Upregulation of p75NTR by Histone Deacetylase Inhibitors Sensitizes Human Neuroblastoma Cells to Targeted Immunotoxin-Induced Apoptosis

Round 1

Reviewer 1 Report

The manuscript entitled “Upregulation of p75NTR by histone deacetylase inhibitors sensitizes human neuroblastoma cells to targeted immunotoxin-induced apoptosis” describes the administration of p75IgG-Sap induced apoptosis only in tumours of mice pretreated with entinostat. These findings define a novel experimental strategy to selectively eliminate neuroblastoma cells based on the sequential treatment with entinostat and a toxin-conjugated anti-p75NTR antibody.

Overall, most of the results were supportive to the conclusions. The basic question is interesting and the data are consistent with most of the notion.

General Critique:

I would like to raise the following points:

1. Line 93, in all neuro-93 blastoma cell lines examined prolonged exposure to either VPA or entinostat increased 94 p75NTR protein levels by several fold. Please clearly indicate increase ratio or how many fold?
2. Line 361, Figure 7. One thing the authors need to address is that it is not clear how the western blot samples were used. There were three or five samples from three individual mice of each group? Were the samples pooled to give one band for each group? or each sample was run on separated western blot and then the results were averaged?
3. Thus, the authors concluded that cytotoxic action of an anti-p75NTR antibody conjugated to the toxin saporin-S6 induced cell death in human neuroblastoma cells through only apoptosis and might be a potential novel complementary gene therapeutic agent for the treatment of neuroblastoma cancer cells. Is there other pathway either through autophagy or combined apoptosis and autophagy?

Author Response

point 1. As requested, fold increase of p75NTR levels by VPA and entinostat in each neuroblastoma cell line is now specified in the text (page 3, line 1).

point 2. The legend to Figure 7 has been changed to clearly indicate how the Western blot data were generated.

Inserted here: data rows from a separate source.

//! Comment-thread enrichment.
//!
//! Each post's reply tree is fetched two levels deep and flattened into
//! `{"post": ..., "replies": [...]}` comments on the item's `comments`
//! array. Fetches run through a bounded pool; output order matches input.

use crate::post;
use crate::session::XrpcClient;
use futures::stream::{self, StreamExt};
use serde_json::{json, Map, Value};
use std::future::Future;
use tracing::{debug, warn};

/// Comments plus their direct replies.
pub const THREAD_DEPTH: u32 = 2;
pub const MAX_COMMENTS_PER_POST: usize = 150;
pub const MAX_WORKERS: usize = 10;

#[derive(Debug, Clone, Copy, PartialEq, Eq)]
pub struct EnrichOptions {
    pub workers: usize,
    pub max_comments: usize,
}

impl Default for EnrichOptions {
    fn default() -> Self {
        Self {
            workers: MAX_WORKERS,
            max_comments: MAX_COMMENTS_PER_POST,
        }
    }
}

/// Fetch a post's thread. Failures are logged and yield `None`.
pub async fn get_post_thread(client: &XrpcClient, uri: &str) -> Option<Value> {
    let params = [("uri", uri.to_string()), ("depth", THREAD_DEPTH.to_string())];
    match client.get("app.bsky.feed.getPostThread", &params).await {
        Ok(Value::Object(mut body)) => Some(
            body.remove("thread")
                .unwrap_or_else(|| Value::Object(Map::new())),
        ),
        Ok(_) => None,
        Err(e) => {
            warn!("Error fetching thread for {}: {}", uri, e);
            None
        }
    }
}

/// Reshape a thread into at most `max_comments` comments, each with the
/// posts of its direct replies. Blocked or missing posts become `{}`.
pub fn reshape_thread(thread: &Value, max_comments: usize) -> Vec<Value> {
    let Some(replies) = thread.get("replies").and_then(Value::as_array) else {
        return Vec::new();
    };

    replies
        .iter()
        .take(max_comments)
        .map(|comment| {
            let nested: Vec<Value> = comment
                .get("replies")
                .and_then(Value::as_array)
                .map(|replies| replies.iter().map(post_or_empty).collect())
                .unwrap_or_default();
            json!({
                "post": post_or_empty(comment),
                "replies": nested,
            })
        })
        .collect()
}

fn post_or_empty(thread: &Value) -> Value {
    thread
        .get("post")
        .cloned()
        .unwrap_or_else(|| Value::Object(Map::new()))
}

fn attach_comments(item: &mut Value, comments: Vec<Value>) {
    post::init_comments(item);
    if let Some(Value::Array(existing)) = item.get_mut("comments") {
        existing.extend(comments);
    }
}

/// Fetch and attach comments for every item using the XRPC client.
pub async fn enrich_posts<P>(
    client: &XrpcClient,
    items: Vec<Value>,
    options: EnrichOptions,
    on_done: P,
) -> Vec<Value>
where
    P: Fn(),
{
    let fetch = |uri: String| async move { get_post_thread(client, &uri).await };
    enrich_with(items, options, fetch, on_done).await
}

/// Bounded-concurrency enrichment over any thread fetcher.
///
/// At most `options.workers` fetches are in flight; `on_done` runs once per
/// item as it completes. Items without a URI pass through untouched.
pub async fn enrich_with<F, Fut, P>(
    items: Vec<Value>,
    options: EnrichOptions,
    fetch: F,
    on_done: P,
) -> Vec<Value>
where
    F: Fn(String) -> Fut,
    Fut: Future<Output = Option<Value>>,
    P: Fn(),
{
    let fetch = &fetch;
    let on_done = &on_done;

    stream::iter(items)
        .map(|mut item| async move {
            if let Some(uri) = post::uri(&item).map(str::to_owned) {
                debug!(
                    "Fetching comments for post: {}",
                    uri.rsplit('/').next().unwrap_or(&uri)
                );
                if let Some(thread) = fetch(uri).await {
                    attach_comments(&mut item, reshape_thread(&thread, options.max_comments));
                }
            }
            on_done();
            item
        })
        .buffered(options.workers.max(1))
        .collect()
        .await
}

#[cfg(test)]
mod tests {
    use super::*;
    use pretty_assertions::assert_eq;
    use std::cell::Cell;
    use std::time::Duration;

    fn sample_thread() -> Value {
        json!({
            "post": {"uri": "at://did:plc:a/app.bsky.feed.post/root"},
            "replies": [
                {
                    "post": {"uri": "c1"},
                    "replies": [
                        {"post": {"uri": "r1"}},
                        {"$type": "app.bsky.feed.defs#blockedPost", "uri": "r2"}
                    ]
                },
                {"post": {"uri": "c2"}},
                {"$type": "app.bsky.feed.defs#notFoundPost", "uri": "c3"}
            ]
        })
    }

    #[test]
    fn test_reshape_thread() {
        let comments = reshape_thread(&sample_thread(), 150);
        assert_eq!(
            comments,
            vec![
                json!({"post": {"uri": "c1"}, "replies": [{"uri": "r1"}, {}]}),
                json!({"post": {"uri": "c2"}, "replies": []}),
                json!({"post": {}, "replies": []}),
            ]
        );
    }

    #[test]
    fn test_reshape_thread_caps_comments() {
        assert_eq!(reshape_thread(&sample_thread(), 1).len(), 1);
        assert!(reshape_thread(&json!({"post": {}}), 150).is_empty());
    }

    #[tokio::test]
    async fn test_enrich_preserves_order_and_bounds_concurrency() {
        let items: Vec<Value> = (0..12)
            .map(|i| json!({"post": {"uri": format!("at://did:plc:a/app.bsky.feed.post/{}", i)}, "comments": []}))
            .collect();

        let in_flight = Cell::new(0usize);
        let peak = Cell::new(0usize);
        let done = Cell::new(0usize);

        let enriched = enrich_with(
            items,
            EnrichOptions {
                workers: 3,
                max_comments: 150,
            },
            |uri| {
                let in_flight = &in_flight;
                let peak = &peak;
                async move {
                    in_flight.set(in_flight.get() + 1);
                    peak.set(peak.get().max(in_flight.get()));
                    let n: u64 = uri.rsplit('/').next().unwrap().parse().unwrap();
                    // Later items finish first.
                    tokio::time::sleep(Duration::from_millis(24 - 2 * n)).await;
                    in_flight.set(in_flight.get() - 1);
                    Some(json!({"replies": [{"post": {"uri": format!("{}/c", uri)}}]}))
                }
            },
            || done.set(done.get() + 1),
        )
        .await;

        assert_eq!(done.get(), 12);
        assert!(peak.get() <= 3);
        for (i, item) in enriched.iter().enumerate() {
            assert_eq!(
                item["comments"][0]["post"]["uri"],
                format!("at://did:plc:a/app.bsky.feed.post/{}/c", i)
            );
        }
    }

    #[tokio::test]
    async fn test_enrich_handles_search_shape_and_failures() {
        let items = vec![
            json!({"uri": "at://did:plc:a/app.bsky.feed.post/ok", "comments": []}),
            json!({"uri": "at://did:plc:a/app.bsky.feed.post/fail", "comments": []}),
            json!({"post": {}, "comments": []}),
        ];

        let enriched = enrich_with(
            items,
            EnrichOptions::default(),
            |uri| async move {
                if uri.ends_with("ok") {
                    Some(sample_thread())
                } else {
                    None
                }
            },
            || {},
        )
        .await;

        assert_eq!(enriched[0]["comments"].as_array().unwrap().len(), 3);
        assert_eq!(enriched[1]["comments"], json!([]));
        assert_eq!(enriched[2], json!({"post": {}, "comments": []}));
    }
}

point 3. The Referee asked whether, in addition to apoptosis,  other pathways of programmed cell death such as autophagy contributed to the cytotoxic actions of the immunotoxin. We have not performed experiments to investigate this issue. However, in the revised manuscript, we discussed this possibility (page 16). An new citation [Ref. 44] has been added  to provide additional information to this point.

Reviewer 2 Report

The manuscript ‘Upregulation of p75NTR by histone deacetylase inhibitors sensitizes human neuroblastoma cells to targeted immunotoxin-induced apoptosis’ is interesting based on the therapeutic strategy in neuroblastoma. The manuscript is well written and experiments are included with proper controls.

Minor Comments:

1. ‘As shown in Figure 1A, in all neuroblastoma cell lines examined prolonged exposure to either VPA or entinostat increased 94 p75NTR protein levels by several fold’ authors did not mention how long cells have been treated for Figure 1A and B.
2. Does a combination of entin and p75IgG-Sap show synergy or additive effect?

Author Response

Point 1. The Referee requested to specify how long cells were treated in the experiments reported in Figures 1A and B. This information was provided in the legend to Figure 1 of the original manuscript and is now indicated in the text of the revised manuscript along with the concentration of VPA and entinostat used (Results 2.1);

Point 2.   The Referee asked whether the combination of entinostat and p75IgG-Sap show synergy or additive effect. In our study the potentiation of entinostat cytotoxicity induced by  p75IgG-Sap likely results from the increased intracellular delivery of saporin-S6 consequent to the upregulation of p75NTR. As discussed in the original manuscript (page 16), how entinostat and saporin-S6 interact to induce apoptosis has not been investigated. Therefore, we do not know whether the interaction is additive or synergistic. To make this point more clear, in page 16 the text was changed substituting “positively” for “synergistically” (page 16, line 470) and “enhanced” for “synergistic” (page 16, line 482).

It should be considered that in the present study p75IgG-Sap had no effect “per se” in vehicle- treated cells. Thus, experiments investigating whether, once inside the cell, saporin-S6 interacts additively or synergistically with entinostat should be performed by allowing the intracellular delivery of saporin-S6 independently of the anti-p75NTR antibody acting as a carrier (i.e. by enclosure into liposomes).